*** Opening of Excerpted data ***

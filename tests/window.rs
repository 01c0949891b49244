//! End-to-end sliding window scenarios against the in-memory engine.

use std::sync::Arc;
use std::time::Duration;

use sluice::clock::{Clock, ManualClock};
use sluice::limit::{Limiter, MemorySlidingWindow, WindowConfig};

fn engine(max: u64, window: Duration) -> (MemorySlidingWindow<ManualClock>, ManualClock) {
    let clock = ManualClock::new();
    clock.set(1_700_000_000_000_000);
    let engine = MemorySlidingWindow::with_clock(
        WindowConfig { window, max_requests: max, ttl: Duration::from_secs(300) },
        clock.clone(),
    )
    .expect("valid config");
    (engine, clock)
}

#[tokio::test]
async fn rolling_count_never_exceeds_max() {
    let (window, clock) = engine(5, Duration::from_secs(1));

    // Fire at 100ms spacing for three seconds; at every instant the count
    // of admissions inside the trailing second must stay within five.
    let mut admitted_at: Vec<u64> = Vec::new();
    for step in 0..30u64 {
        let now = clock.now_millis();
        if window.allow("k").await.unwrap().allowed {
            admitted_at.push(now);
        }
        let in_window =
            admitted_at.iter().filter(|&&at| at + 1_000 > now).count();
        assert!(in_window <= 5, "step {}: {} admissions inside the window", step, in_window);
        clock.advance(Duration::from_millis(100));
    }
    assert!(admitted_at.len() >= 10, "the window should keep admitting as old entries roll out");
}

#[tokio::test]
async fn admission_expires_at_exactly_the_window_edge() {
    let (window, clock) = engine(1, Duration::from_secs(1));
    assert!(window.allow("k").await.unwrap().allowed);

    clock.advance(Duration::from_millis(1_000));
    let decision = window.allow("k").await.unwrap();
    assert!(decision.allowed, "an admission exactly window ms old no longer counts");
}

#[tokio::test]
async fn hundred_workers_against_fifty_slots() {
    let (window, _) = engine(50, Duration::from_secs(1));
    let window = Arc::new(window);

    let mut handles = Vec::new();
    for _ in 0..100 {
        let window = Arc::clone(&window);
        handles.push(tokio::spawn(async move {
            window.allow("k").await.unwrap().allowed
        }));
    }

    let mut allowed = 0;
    for handle in handles {
        if handle.await.unwrap() {
            allowed += 1;
        }
    }
    assert_eq!(allowed, 50);
}

#[tokio::test]
async fn denial_reports_when_a_slot_frees_up() {
    let (window, clock) = engine(2, Duration::from_secs(10));
    window.allow("k").await.unwrap();
    clock.advance(Duration::from_secs(3));
    window.allow("k").await.unwrap();

    let decision = window.allow("k").await.unwrap();
    assert!(!decision.allowed);
    // the oldest admission is 3s old in a 10s window
    assert_eq!(decision.retry_after, Duration::from_secs(7));
    assert_eq!(decision.current_count, 2);
}

#[tokio::test]
async fn take_through_the_shared_contract() {
    let (window, _) = engine(3, Duration::from_secs(60));

    for remaining in [2.0, 1.0, 0.0] {
        let take = window.take("k", 1.0).await.unwrap();
        assert!(take.allowed);
        assert_eq!(take.remaining, remaining);
    }
    let take = window.take("k", 1.0).await.unwrap();
    assert!(!take.allowed);
    assert_eq!(take.remaining, 0.0);

    window.reset("k").await.unwrap();
    assert!(window.take("k", 1.0).await.unwrap().allowed);
}
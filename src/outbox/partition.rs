//! Partition selection for logs that expose partition routing.
//!
//! A strategy maps `(event, partition count)` to a partition index. Equal
//! keys must land on the same partition, because the log's only ordering
//! guarantee is per partition.

use std::collections::HashMap;
use std::sync::atomic::{AtomicU32, Ordering};

use sha2::{Digest, Sha256};

use crate::outbox::event::OutboxEvent;

/// One-method capability: choose a partition for an event.
///
/// Implementations must return a value in `[0, partitions)` for positive
/// `partitions`, and `0` otherwise.
pub trait Partitioner: Send + Sync {
    fn partition(&self, event: &OutboxEvent, partitions: i32) -> i32;
}

/// Stable CRC-32 hash of the event's partitioning key (explicit key, else
/// aggregate id). Matches the routing a key-hashing log client would do
/// itself, so externally-computed and client-computed placements agree.
/// The default strategy.
#[derive(Debug, Clone, Copy, Default)]
pub struct KeyHashPartitioner;

impl Partitioner for KeyHashPartitioner {
    fn partition(&self, event: &OutboxEvent, partitions: i32) -> i32 {
        if partitions <= 0 {
            return 0;
        }
        (crc32(event.partitioning_key().as_bytes()) % partitions as u32) as i32
    }
}

/// SHA-256 over the aggregate id, for smoother spread across hot
/// aggregates than CRC-32 gives.
#[derive(Debug, Clone, Copy, Default)]
pub struct AggregateHashPartitioner;

impl Partitioner for AggregateHashPartitioner {
    fn partition(&self, event: &OutboxEvent, partitions: i32) -> i32 {
        if partitions <= 0 {
            return 0;
        }
        let digest = Sha256::digest(event.aggregate_id.as_bytes());
        let head = u32::from_be_bytes([digest[0], digest[1], digest[2], digest[3]]);
        (head % partitions as u32) as i32
    }
}

/// Even spread with no key affinity, for event kinds whose order is
/// irrelevant.
#[derive(Debug, Default)]
pub struct RoundRobinPartitioner {
    next: AtomicU32,
}

impl RoundRobinPartitioner {
    pub fn new() -> Self {
        Self::default()
    }
}

impl Partitioner for RoundRobinPartitioner {
    fn partition(&self, _event: &OutboxEvent, partitions: i32) -> i32 {
        if partitions <= 0 {
            return 0;
        }
        (self.next.fetch_add(1, Ordering::Relaxed) % partitions as u32) as i32
    }
}

/// Dispatches to a registered strategy by event kind, with a fallback for
/// everything unregistered (key hash unless overridden).
pub struct EventTypePartitioner {
    routes: HashMap<String, Box<dyn Partitioner>>,
    fallback: Box<dyn Partitioner>,
}

impl Default for EventTypePartitioner {
    fn default() -> Self {
        Self::new()
    }
}

impl EventTypePartitioner {
    pub fn new() -> Self {
        Self { routes: HashMap::new(), fallback: Box::new(KeyHashPartitioner) }
    }

    /// Route `event_type` through `strategy`.
    pub fn route(
        mut self,
        event_type: impl Into<String>,
        strategy: impl Partitioner + 'static,
    ) -> Self {
        self.routes.insert(event_type.into(), Box::new(strategy));
        self
    }

    /// Replace the fallback strategy.
    pub fn fallback(mut self, strategy: impl Partitioner + 'static) -> Self {
        self.fallback = Box::new(strategy);
        self
    }
}

impl Partitioner for EventTypePartitioner {
    fn partition(&self, event: &OutboxEvent, partitions: i32) -> i32 {
        match self.routes.get(&event.event_type) {
            Some(strategy) => strategy.partition(event, partitions),
            None => self.fallback.partition(event, partitions),
        }
    }
}

/// CRC-32/IEEE (reflected, polynomial `0xEDB88320`), bit-at-a-time.
fn crc32(data: &[u8]) -> u32 {
    let mut crc = u32::MAX;
    for &byte in data {
        crc ^= u32::from(byte);
        for _ in 0..8 {
            let mask = (crc & 1).wrapping_neg();
            crc = (crc >> 1) ^ (0xEDB8_8320 & mask);
        }
    }
    !crc
}

#[cfg(test)]
mod tests {
    use super::*;

    fn event(aggregate_id: &str) -> OutboxEvent {
        OutboxEvent::new("user", aggregate_id, "user.created", vec![], "users")
    }

    #[test]
    fn crc32_matches_the_reference_vector() {
        assert_eq!(crc32(b"123456789"), 0xCBF4_3926);
        assert_eq!(crc32(b""), 0);
    }

    #[test]
    fn key_hash_is_deterministic_and_in_range() {
        let strategy = KeyHashPartitioner;
        for id in ["u-1", "u-2", "tenant-42", "x"] {
            let e = event(id);
            let first = strategy.partition(&e, 12);
            assert!((0..12).contains(&first));
            assert_eq!(strategy.partition(&e, 12), first);
        }
    }

    #[test]
    fn key_hash_honors_the_explicit_partition_key() {
        let strategy = KeyHashPartitioner;
        let plain = event("u-1");
        let keyed = event("u-2").with_partition_key("u-1");
        assert_eq!(strategy.partition(&plain, 16), strategy.partition(&keyed, 16));
    }

    #[test]
    fn aggregate_hash_is_deterministic_and_in_range() {
        let strategy = AggregateHashPartitioner;
        let e = event("u-1");
        let first = strategy.partition(&e, 7);
        assert!((0..7).contains(&first));
        assert_eq!(strategy.partition(&e, 7), first);
    }

    #[test]
    fn round_robin_cycles_through_partitions() {
        let strategy = RoundRobinPartitioner::new();
        let e = event("u-1");
        let picks: Vec<i32> = (0..6).map(|_| strategy.partition(&e, 3)).collect();
        assert_eq!(picks, vec![0, 1, 2, 0, 1, 2]);
    }

    #[test]
    fn non_positive_partition_counts_map_to_zero() {
        let e = event("u-1");
        assert_eq!(KeyHashPartitioner.partition(&e, 0), 0);
        assert_eq!(AggregateHashPartitioner.partition(&e, -3), 0);
        assert_eq!(RoundRobinPartitioner::new().partition(&e, 0), 0);
    }

    #[test]
    fn event_type_dispatch_with_fallback() {
        let strategy = EventTypePartitioner::new()
            .route("audit.logged", RoundRobinPartitioner::new());

        let mut audit = event("u-1");
        audit.event_type = "audit.logged".to_string();
        // round robin from zero
        assert_eq!(strategy.partition(&audit, 4), 0);
        assert_eq!(strategy.partition(&audit, 4), 1);

        // unregistered kinds go through the key-hash fallback
        let plain = event("u-1");
        assert_eq!(strategy.partition(&plain, 4), KeyHashPartitioner.partition(&plain, 4));
    }
}
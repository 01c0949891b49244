//! Rate limiting: the shared capability contract, the in-memory engines,
//! and the HTTP middleware that enforces a per-client budget.
//!
//! The pieces are deliberately decoupled:
//! - **Contract**: [`Limiter`] — `take` / `state` / `reset`. Everything a
//!   policy layer needs, nothing more, so the token-bucket and
//!   sliding-window engines interchange behind the same middleware.
//! - **Engines**: [`bucket::MemoryTokenBucket`] and
//!   [`window::MemorySlidingWindow`] here; Redis-backed twins live in the
//!   `sluice-redis` crate and run the identical state transition as one
//!   atomic server-side script.
//! - **Middleware**: [`RateLimitLayer`] wraps a tower service and spends
//!   one permit per request.
//!
//! Choosing an engine: the bucket allows short bursts up to capacity and
//! smooths over long horizons; the window enforces a hard count per rolling
//! interval with no burst allowance and one stored entry per in-window
//! request.

use std::time::Duration;

use async_trait::async_trait;

use crate::error::LimitError;

pub mod bucket;
pub mod key;
pub mod middleware;
pub mod window;

pub use bucket::{BucketConfig, BucketState, MemoryTokenBucket};
pub use key::{client_key, PeerAddr};
pub use middleware::{RateLimitLayer, RateLimitService};
pub use window::{MemorySlidingWindow, WindowConfig, WindowDecision};

/// Outcome of a [`Limiter::take`] call.
#[derive(Debug, Clone, PartialEq)]
pub struct Take {
    /// Whether the permits were granted.
    pub allowed: bool,
    /// Budget left after this call (tokens, or free window slots).
    pub remaining: f64,
    /// How long to wait before the request could succeed. Zero when
    /// allowed.
    pub retry_after: Duration,
}

/// Engine-agnostic snapshot returned by [`Limiter::state`].
///
/// Engines expose richer inherent state types ([`BucketState`],
/// [`WindowDecision`]); this is the least common denominator the policy
/// layer can use for informational headers.
#[derive(Debug, Clone, PartialEq)]
pub struct LimitState {
    /// Budget currently available.
    pub remaining: f64,
    /// Configured ceiling (bucket capacity, or max requests per window).
    pub limit: f64,
    /// Remaining lifetime of the key's record, if the engine tracks one.
    pub ttl: Option<Duration>,
}

/// The limiter capability contract.
///
/// Implementations must make each operation atomic per key: two concurrent
/// `take` calls for the same key observe each other's writes, never a torn
/// intermediate. The in-memory engines get this from a mutex; the Redis
/// engines from single-script execution on the server.
///
/// Any bucket that is missing or expired is implicitly born at full
/// capacity; there is no separate initializer.
#[async_trait]
pub trait Limiter: Send + Sync {
    /// Attempt to spend `permits` from the budget for `key`.
    ///
    /// `permits` must be positive and `key` non-empty, else
    /// [`LimitError::InvalidArgument`]. A request for more than the
    /// configured ceiling is denied, never an error: the returned
    /// `retry_after` reflects the full ask even though it can never be
    /// satisfied, and callers are expected to reject such asks upstream.
    async fn take(&self, key: &str, permits: f64) -> Result<Take, LimitError>;

    /// Observe the budget without spending. Lazy refill still applies, so
    /// the returned value is what the next `take` would see, and the
    /// record's TTL is re-armed.
    async fn state(&self, key: &str) -> Result<LimitState, LimitError>;

    /// Restore `key` to a full budget. Idempotent.
    async fn reset(&self, key: &str) -> Result<(), LimitError>;
}
impl Default for RedisWindowConfig {
    fn default() -> Self {
        Self {
            addr: "localhost:6379".to_string(),
            password: String::new(),
            db: 0,
            window: Duration::from_secs(60),
            max_requests: 100,
            ttl: Duration::from_secs(300),
        }
    }
}

impl RedisWindowConfig {
    /// Read `REDIS_ADDR`, `REDIS_PASSWORD`, `REDIS_DB`, `WINDOW_SECONDS`,
    /// `WINDOW_MAX_REQUESTS`, and `WINDOW_TTL_SECONDS` from the
    /// environment, falling back to the defaults.
    pub fn from_env() -> Self {
        let defaults = Self::default();
        Self {
            addr: std::env::var("REDIS_ADDR").unwrap_or(defaults.addr),
            password: std::env::var("REDIS_PASSWORD").unwrap_or(defaults.password),
            db: env_parse("REDIS_DB").unwrap_or(defaults.db),
            window: env_parse("WINDOW_SECONDS")
                .map(Duration::from_secs)
                .unwrap_or(defaults.window),
            max_requests: env_parse("WINDOW_MAX_REQUESTS").unwrap_or(defaults.max_requests),
            ttl: env_parse("WINDOW_TTL_SECONDS")
                .map(Duration::from_secs)
                .unwrap_or(defaults.ttl),
        }
    }

    fn url(&self) -> String {
        if self.password.is_empty() {
            format!("redis://{}/{}", self.addr, self.db)
        } else {
            format!("redis://:{}@{}/{}", self.password, self.addr, self.db)
        }
    }

    fn validate(&self) -> Result<(), LimitError> {
        if self.window.is_zero() {
            return Err(LimitError::invalid_argument("window must be positive"));
        }
        if self.max_requests <= 0 {
            return Err(LimitError::invalid_argument("max requests must be positive"));
        }
        if self.ttl.is_zero() {
            return Err(LimitError::invalid_argument("ttl must be positive"));
        }
        Ok(())
    }
}

/// Sliding window whose member set lives in a Redis sorted set.
#[derive(Clone)]
pub struct RedisSlidingWindow {
    conn: ConnectionManager,
    window_ms: i64,
    max_requests: i64,
    ttl_secs: f64,
    allow_script: Script,
    state_script: Script,
}

impl std::fmt::Debug for RedisSlidingWindow {
    fn fmt(&self, f: &mut std::fmt::Formatter<'_>) -> std::fmt::Result {
        f.debug_struct("RedisSlidingWindow")
            .field("window_ms", &self.window_ms)
            .field("max_requests", &self.max_requests)
            .field("ttl_secs", &self.ttl_secs)
            .finish()
    }
}
//! Pluggable waiting, so the relay's poll loop can be driven in tests
//! without real delays.

use std::future::Future;
use std::pin::Pin;
use std::sync::{Arc, Mutex};
use std::time::Duration;

/// Abstraction over "wait this long".
pub trait Sleeper: Send + Sync + std::fmt::Debug {
    fn sleep(&self, duration: Duration) -> Pin<Box<dyn Future<Output = ()> + Send>>;
}

/// Production sleeper backed by the tokio timer.
#[derive(Debug, Default, Clone, Copy)]
pub struct TokioSleeper;

impl Sleeper for TokioSleeper {
    fn sleep(&self, duration: Duration) -> Pin<Box<dyn Future<Output = ()> + Send>> {
        Box::pin(tokio::time::sleep(duration))
    }
}

/// Returns immediately. Lets loop-shaped tests run at full speed.
#[derive(Debug, Default, Clone, Copy)]
pub struct InstantSleeper;

impl Sleeper for InstantSleeper {
    fn sleep(&self, _duration: Duration) -> Pin<Box<dyn Future<Output = ()> + Send>> {
        Box::pin(async {})
    }
}

/// Records every requested delay without waiting. Useful for asserting the
/// relay's poll and backoff cadence.
#[derive(Debug, Clone, Default)]
pub struct RecordingSleeper {
    requested: Arc<Mutex<Vec<Duration>>>,
}

impl RecordingSleeper {
    pub fn new() -> Self {
        Self::default()
    }

    pub fn requested(&self) -> Vec<Duration> {
        self.requested.lock().unwrap().clone()
    }
}

impl Sleeper for RecordingSleeper {
    fn sleep(&self, duration: Duration) -> Pin<Box<dyn Future<Output = ()> + Send>> {
        self.requested.lock().unwrap().push(duration);
        Box::pin(async {})
    }
}

#[cfg(test)]
mod tests {
    use super::*;
    use std::time::Instant;

    #[tokio::test]
    async fn instant_sleeper_returns_immediately() {
        let start = Instant::now();
        InstantSleeper.sleep(Duration::from_secs(30)).await;
        assert!(start.elapsed() < Duration::from_millis(100));
    }

    #[tokio::test]
    async fn recording_sleeper_captures_delays() {
        let sleeper = RecordingSleeper::new();
        sleeper.sleep(Duration::from_secs(5)).await;
        sleeper.sleep(Duration::from_secs(10)).await;
        assert_eq!(
            sleeper.requested(),
            vec![Duration::from_secs(5), Duration::from_secs(10)]
        );
    }

    #[tokio::test]
    async fn tokio_sleeper_waits() {
        let start = Instant::now();
        TokioSleeper.sleep(Duration::from_millis(50)).await;
        assert!(start.elapsed() >= Duration::from_millis(45));
    }
}
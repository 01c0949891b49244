//! Integration test against a real Kafka-compatible broker (Redpanda).
//!
//! Run with `cargo test -p sluice-kafka -- --ignored` (requires Docker).

use std::time::Duration;

use rdkafka::consumer::{Consumer, StreamConsumer};
use rdkafka::message::{Headers, Message};
use rdkafka::ClientConfig;
use serde_json::json;
use sluice::outbox::{OutboxEvent, Publisher};
use sluice_kafka::{KafkaConfig, KafkaPublisher};
use testcontainers::{clients::Cli, core::WaitFor, Container, GenericImage};

fn start_redpanda(docker: &Cli) -> (Container<'_, GenericImage>, String) {
    let image = GenericImage::new("docker.redpanda.com/redpanda/redpanda", "v23.3.8")
        .with_wait_for(WaitFor::message_on_stdout("Started Kafka API"));
    let container = docker.run(image);
    let brokers = format!("127.0.0.1:{}", container.get_host_port_ipv4(9092));
    (container, brokers)
}

#[tokio::test]
#[ignore]
async fn published_message_carries_key_payload_and_headers() {
    let docker = Cli::default();
    let (_node, brokers) = start_redpanda(&docker);

    let publisher = KafkaPublisher::new(&KafkaConfig {
        brokers: brokers.clone(),
        ..KafkaConfig::default()
    })
    .expect("producer config");

    let payload = serde_json::to_vec(&json!({ "user_id": "u-42" })).unwrap();
    let event = OutboxEvent::new("user", "u-42", "user.created", payload.clone(), "user-events")
        .with_partition_key("u-42");
    publisher.publish(&event).await.expect("publish");

    let consumer: StreamConsumer = ClientConfig::new()
        .set("group.id", "sluice-test")
        .set("bootstrap.servers", &brokers)
        .set("auto.offset.reset", "earliest")
        .create()
        .expect("consumer config");
    consumer.subscribe(&["user-events"]).expect("subscribe");

    let message = tokio::time::timeout(Duration::from_secs(30), consumer.recv())
        .await
        .expect("message within timeout")
        .expect("receive");

    assert_eq!(message.key(), Some("u-42".as_bytes()));
    assert_eq!(message.payload(), Some(payload.as_slice()));

    let headers = message.headers().expect("headers present");
    let mut seen = std::collections::HashMap::new();
    for header in headers.iter() {
        seen.insert(
            header.key.to_string(),
            String::from_utf8_lossy(header.value.unwrap_or_default()).to_string(),
        );
    }
    assert_eq!(seen["event_id"], event.id.to_string());
    assert_eq!(seen["event_type"], "user.created");
    assert_eq!(seen["aggregate_type"], "user");
    assert_eq!(seen["aggregate_id"], "u-42");
    assert_eq!(seen["created_at"], event.created_at.to_rfc3339());
}

#[tokio::test]
#[ignore]
async fn publish_to_an_unreachable_broker_fails() {
    let publisher = KafkaPublisher::new(&KafkaConfig {
        brokers: "127.0.0.1:1".to_string(),
        message_timeout: Duration::from_secs(2),
        ..KafkaConfig::default()
    })
    .expect("producer config");

    let event = OutboxEvent::new("user", "u-1", "user.created", b"{}".to_vec(), "user-events");
    let err = publisher.publish(&event).await.expect_err("send must fail");
    assert!(err.to_string().contains("user-events"));
}
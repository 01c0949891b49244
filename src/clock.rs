//! Time sources for the in-process limiter engines.
//!
//! The distributed engines never consult these: their clock is the store's
//! own (the Redis `TIME` command), so that many front-ends sharing one
//! bucket agree on elapsed time. The in-memory engines take a [`Clock`] so
//! refill math can be driven deterministically in tests.

use std::sync::atomic::{AtomicU64, Ordering};
use std::sync::Arc;
use std::time::{Duration, SystemTime, UNIX_EPOCH};

/// Thread-safe time source with microsecond resolution.
///
/// Readings are microseconds since the UNIX epoch (or a test-controlled
/// origin) and must be non-decreasing per instance.
pub trait Clock: Send + Sync + std::fmt::Debug {
    /// Current time in microseconds since the implementer's origin.
    fn now_micros(&self) -> u64;

    /// Current time as fractional seconds.
    fn now_secs(&self) -> f64 {
        self.now_micros() as f64 / 1_000_000.0
    }

    /// Current time in whole milliseconds.
    fn now_millis(&self) -> u64 {
        self.now_micros() / 1_000
    }
}

/// Wall clock backed by [`SystemTime`].
#[derive(Debug, Clone, Copy, Default)]
pub struct SystemClock;

impl Clock for SystemClock {
    fn now_micros(&self) -> u64 {
        let since_epoch =
            SystemTime::now().duration_since(UNIX_EPOCH).unwrap_or(Duration::ZERO);
        u64::try_from(since_epoch.as_micros()).unwrap_or(u64::MAX)
    }
}

/// Hand-driven clock for tests. Starts at zero; only moves when told to.
///
/// Clones share the same underlying reading.
#[derive(Debug, Clone, Default)]
pub struct ManualClock {
    micros: Arc<AtomicU64>,
}

impl ManualClock {
    pub fn new() -> Self {
        Self::default()
    }

    /// Move the clock forward by `delta`.
    pub fn advance(&self, delta: Duration) {
        let micros = u64::try_from(delta.as_micros()).unwrap_or(u64::MAX);
        self.micros.fetch_add(micros, Ordering::SeqCst);
    }

    /// Jump the clock to an absolute reading.
    pub fn set(&self, micros: u64) {
        self.micros.store(micros, Ordering::SeqCst);
    }
}

impl Clock for ManualClock {
    fn now_micros(&self) -> u64 {
        self.micros.load(Ordering::SeqCst)
    }
}

#[cfg(test)]
mod tests {
    use super::*;

    #[test]
    fn system_clock_is_non_decreasing() {
        let clock = SystemClock;
        let first = clock.now_micros();
        let second = clock.now_micros();
        assert!(second >= first);
    }

    #[test]
    fn manual_clock_only_moves_when_advanced() {
        let clock = ManualClock::new();
        assert_eq!(clock.now_micros(), 0);
        assert_eq!(clock.now_micros(), 0);

        clock.advance(Duration::from_millis(1500));
        assert_eq!(clock.now_micros(), 1_500_000);
        assert_eq!(clock.now_millis(), 1_500);
        assert!((clock.now_secs() - 1.5).abs() < f64::EPSILON);
    }

    #[test]
    fn manual_clock_clones_share_readings() {
        let clock = ManualClock::new();
        let clone = clock.clone();
        clock.advance(Duration::from_secs(2));
        assert_eq!(clone.now_micros(), 2_000_000);

        clone.set(10_000_000);
        assert_eq!(clock.now_secs(), 10.0);
    }

    #[test]
    fn trait_object_usage() {
        let clock: Box<dyn Clock> = Box::new(SystemClock);
        let _ = clock.now_secs();
    }
}
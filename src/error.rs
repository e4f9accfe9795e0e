use std::fmt::Formatter;

#[derive(Debug)]
pub enum CepError {
    MissingInput,
    Transport {
        status: Option<u16>,
        source: Box<dyn std::fmt::Debug + Send>
    },
    InvalidResponse(Box<dyn std::fmt::Debug + Send>),
    UnknownAttribute(String),
    InvalidArgument {
        expected: usize,
        given: usize
    },
    Serialization(Box<dyn std::fmt::Debug + Send>)
}

pub type Result<T> = std::result::Result<T, CepError>;

impl std::fmt::Display for CepError {
    fn fmt(&self, f: &mut Formatter) -> std::fmt::Result {
        match self {
            CepError::MissingInput => {
                write!(f, "No postal code given")
            },
            CepError::Transport { status: Some(status), source } => {
                write!(f, "Transport error (status {}): {:?}", status, source)
            },
            CepError::Transport { status: None, source } => {
                write!(f, "Transport error: {:?}", source)
            },
            CepError::InvalidResponse(inner) => {
                write!(f, "Invalid response body: {:?}", inner)
            },
            CepError::UnknownAttribute(name) => {
                write!(f, "Unknown attribute: {}", name)
            },
            CepError::InvalidArgument { expected, given } => {
                write!(f, "Too many arguments: expected {}, given {}", expected, given)
            },
            CepError::Serialization(inner) => {
                write!(f, "Serialization failed: {:?}", inner)
            }
        }
    }
}

impl std::error::Error for CepError {}

impl From<reqwest::Error> for CepError {
    fn from(error: reqwest::Error) -> Self {
        CepError::Transport {
            status: error.status().map(|s| s.as_u16()),
            source: Box::new(error)
        }
    }
}

impl From<serde_json::Error> for CepError {
    fn from(error: serde_json::Error) -> Self {
        CepError::Serialization(Box::new(error))
    }
}

impl From<quick_xml::Error> for CepError {
    fn from(error: quick_xml::Error) -> Self {
        CepError::Serialization(Box::new(error))
    }
}

impl From<std::string::FromUtf8Error> for CepError {
    fn from(error: std::string::FromUtf8Error) -> Self {
        CepError::Serialization(Box::new(error))
    }
}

*** Close of Excerpted data ***

■ **Problem to work on**: What is needed here is one number: how many lines of the entries hold the string "InstantSleeper".

■ **Exercise output**: 3